#### [TASK DESCRIPTION]
The lines to copy are those in the records below that hold the word "targets".

[Start of section]

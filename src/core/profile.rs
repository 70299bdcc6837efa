//! Target profiles and the immutable registry that holds them.
//!
//! A profile is a static description of one hardware class: which cross
//! compiler pair to use, which flags, what architecture the resulting binary
//! must have, and how hard the build host may be pushed. Profiles come from
//! the embedded `profiles.toml` unless `Fleet.toml` declares its own
//! `[[profile]]` tables.

use std::collections::{BTreeMap, HashSet};
use std::fmt;

use goblin::elf::header::{EM_AARCH64, EM_ARM, EM_X86_64};
use serde::{Deserialize, Serialize};
use thiserror::Error;

const BUILTIN_PROFILES: &str = include_str!("profiles.toml");

/// Errors raised while loading or selecting profiles.
#[derive(Debug, Error)]
pub enum ProfileError {
    #[error("invalid target id `{0}`: use lowercase letters, digits, `-` or `_`")]
    InvalidId(String),

    #[error("`{0}` is a reserved name and cannot be used as a target id")]
    ReservedId(String),

    #[error("target `{0}` is declared more than once")]
    DuplicateId(String),

    #[error("target `{0}` has parallelism 0; it must be at least 1")]
    ZeroParallelism(String),

    #[error("target `{target}` sets float_abi but {architecture} has no float ABI variants")]
    FloatAbiUnsupported {
        target: String,
        architecture: Architecture,
    },

    #[error("unknown target `{requested}`\navailable targets: {available}")]
    UnknownTarget {
        requested: String,
        available: String,
    },

    #[error("failed to parse profile table: {0}")]
    Parse(#[from] toml::de::Error),
}

/// Unique identifier of a target profile.
///
/// Ids are used verbatim as path components of the cache and work trees, so
/// construction rejects anything but `[a-z0-9_-]`.
#[derive(Debug, Clone, PartialEq, Eq, Hash, PartialOrd, Ord, Serialize, Deserialize)]
#[serde(try_from = "String", into = "String")]
pub struct TargetId(String);

/// Directory names inside the cache root that are not target namespaces.
pub const RESERVED_IDS: &[&str] = &["locks"];

impl TargetId {
    pub fn new(id: impl Into<String>) -> Result<Self, ProfileError> {
        let id = id.into();
        let valid = !id.is_empty()
            && id
                .chars()
                .all(|c| c.is_ascii_lowercase() || c.is_ascii_digit() || c == '-' || c == '_');
        if RESERVED_IDS.contains(&id.as_str()) {
            Err(ProfileError::ReservedId(id))
        } else if valid {
            Ok(TargetId(id))
        } else {
            Err(ProfileError::InvalidId(id))
        }
    }

    pub fn as_str(&self) -> &str {
        &self.0
    }
}

impl TryFrom<String> for TargetId {
    type Error = ProfileError;

    fn try_from(value: String) -> Result<Self, Self::Error> {
        TargetId::new(value)
    }
}

impl From<TargetId> for String {
    fn from(id: TargetId) -> Self {
        id.0
    }
}

impl fmt::Display for TargetId {
    fn fmt(&self, f: &mut fmt::Formatter<'_>) -> fmt::Result {
        f.write_str(&self.0)
    }
}

/// CPU architecture a profile produces code for.
#[derive(Debug, Clone, Copy, PartialEq, Eq, Hash, Serialize, Deserialize)]
pub enum Architecture {
    #[serde(rename = "armv6")]
    Armv6,
    #[serde(rename = "armv7")]
    Armv7,
    #[serde(rename = "aarch64")]
    Aarch64,
    #[serde(rename = "x86_64")]
    X86_64,
}

impl Architecture {
    pub fn as_str(&self) -> &'static str {
        match self {
            Architecture::Armv6 => "armv6",
            Architecture::Armv7 => "armv7",
            Architecture::Aarch64 => "aarch64",
            Architecture::X86_64 => "x86_64",
        }
    }

    /// ELF `e_machine` value binaries for this architecture carry.
    pub fn elf_machine(&self) -> u16 {
        match self {
            Architecture::Armv6 | Architecture::Armv7 => EM_ARM,
            Architecture::Aarch64 => EM_AARCH64,
            Architecture::X86_64 => EM_X86_64,
        }
    }

    pub fn is_64_bit(&self) -> bool {
        matches!(self, Architecture::Aarch64 | Architecture::X86_64)
    }

    pub fn is_arm32(&self) -> bool {
        matches!(self, Architecture::Armv6 | Architecture::Armv7)
    }

    /// Value for `CMAKE_SYSTEM_PROCESSOR`.
    pub fn cmake_processor(&self) -> &'static str {
        match self {
            Architecture::Armv6 => "armv6l",
            Architecture::Armv7 => "armv7l",
            Architecture::Aarch64 => "aarch64",
            Architecture::X86_64 => "x86_64",
        }
    }
}

impl fmt::Display for Architecture {
    fn fmt(&self, f: &mut fmt::Formatter<'_>) -> fmt::Result {
        f.write_str(self.as_str())
    }
}

/// Floating-point calling convention of a 32-bit ARM target.
#[derive(Debug, Clone, Copy, PartialEq, Eq, Hash, Serialize, Deserialize)]
#[serde(rename_all = "lowercase")]
pub enum FloatAbi {
    Soft,
    Hard,
}

impl FloatAbi {
    pub fn as_str(&self) -> &'static str {
        match self {
            FloatAbi::Soft => "soft",
            FloatAbi::Hard => "hard",
        }
    }
}

impl fmt::Display for FloatAbi {
    fn fmt(&self, f: &mut fmt::Formatter<'_>) -> fmt::Result {
        f.write_str(self.as_str())
    }
}

/// Expected resource envelope of the device a target runs on.
#[derive(Debug, Clone, Copy, PartialEq, Eq, Hash, Default, Serialize, Deserialize)]
#[serde(rename_all = "lowercase")]
pub enum TargetClass {
    Constrained,
    #[default]
    Balanced,
    Capable,
}

impl TargetClass {
    pub fn as_str(&self) -> &'static str {
        match self {
            TargetClass::Constrained => "constrained",
            TargetClass::Balanced => "balanced",
            TargetClass::Capable => "capable",
        }
    }
}

/// C and C++ cross compiler names (or paths).
#[derive(Debug, Clone, PartialEq, Eq, Serialize, Deserialize)]
pub struct CompilerPair {
    pub c: String,
    pub cxx: String,
}

/// Immutable description of one build target.
#[derive(Debug, Clone, PartialEq, Eq, Serialize, Deserialize)]
pub struct TargetProfile {
    pub id: TargetId,
    pub display_name: String,
    #[serde(default)]
    pub description: String,
    pub architecture: Architecture,
    #[serde(default)]
    pub float_abi: Option<FloatAbi>,
    #[serde(default)]
    pub class: TargetClass,
    pub compiler: CompilerPair,
    #[serde(default)]
    pub compile_flags: Vec<String>,
    #[serde(default)]
    pub link_flags: Vec<String>,
    /// Upper bound on concurrent compile jobs in the build step.
    pub parallelism: usize,
    /// Toolchain packages installed for this target only.
    #[serde(default)]
    pub packages: Vec<String>,
    /// Per-target overrides of `[build.options]`.
    #[serde(default)]
    pub options: BTreeMap<String, String>,
    /// Root under which target libraries and headers are searched.
    #[serde(default)]
    pub find_root: Option<String>,
    /// Explicit strip tool; otherwise derived from the C compiler name.
    #[serde(default)]
    pub strip: Option<String>,
}

impl TargetProfile {
    fn validate(&self) -> Result<(), ProfileError> {
        if self.parallelism == 0 {
            return Err(ProfileError::ZeroParallelism(self.id.to_string()));
        }
        if self.float_abi.is_some() && !self.architecture.is_arm32() {
            return Err(ProfileError::FloatAbiUnsupported {
                target: self.id.to_string(),
                architecture: self.architecture,
            });
        }
        Ok(())
    }
}

#[derive(Deserialize)]
struct ProfileTable {
    #[serde(default)]
    profile: Vec<TargetProfile>,
}

/// All known targets, in declaration order.
#[derive(Debug, Clone)]
pub struct ProfileRegistry {
    profiles: Vec<TargetProfile>,
}

impl ProfileRegistry {
    /// Profiles shipped with fleet.
    pub fn builtin() -> Result<Self, ProfileError> {
        Self::from_toml(BUILTIN_PROFILES)
    }

    /// Parse a document of `[[profile]]` tables.
    pub fn from_toml(source: &str) -> Result<Self, ProfileError> {
        let table: ProfileTable = toml::from_str(source)?;
        Self::from_profiles(table.profile)
    }

    /// Build a registry, rejecting duplicate ids and invalid profiles.
    pub fn from_profiles(profiles: Vec<TargetProfile>) -> Result<Self, ProfileError> {
        let mut seen = HashSet::new();
        for profile in &profiles {
            profile.validate()?;
            if !seen.insert(profile.id.clone()) {
                return Err(ProfileError::DuplicateId(profile.id.to_string()));
            }
        }
        Ok(ProfileRegistry { profiles })
    }

    pub fn get(&self, id: &str) -> Option<&TargetProfile> {
        self.profiles.iter().find(|p| p.id.as_str() == id)
    }

    pub fn iter(&self) -> impl Iterator<Item = &TargetProfile> {
        self.profiles.iter()
    }

    pub fn len(&self) -> usize {
        self.profiles.len()
    }

    pub fn is_empty(&self) -> bool {
        self.profiles.is_empty()
    }

    /// Select profiles by id; an empty filter selects all of them.
    ///
    /// Unknown ids are an error rather than a silent no-op.
    pub fn select(&self, filter: &[String]) -> Result<Vec<TargetProfile>, ProfileError> {
        if filter.is_empty() {
            return Ok(self.profiles.clone());
        }

        let mut selected = Vec::new();
        for requested in filter {
            let profile = self.get(requested).ok_or_else(|| ProfileError::UnknownTarget {
                requested: requested.clone(),
                available: self.ids().join(", "),
            })?;
            if !selected.iter().any(|p: &TargetProfile| p.id == profile.id) {
                selected.push(profile.clone());
            }
        }
        Ok(selected)
    }

    fn ids(&self) -> Vec<&str> {
        self.profiles.iter().map(|p| p.id.as_str()).collect()
    }
}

[End of section]

#### [ANSWER TO THE EXERCISE]
    #[error("unknown target `{requested}`\navailable targets: {available}")]
/// All known targets, in declaration order.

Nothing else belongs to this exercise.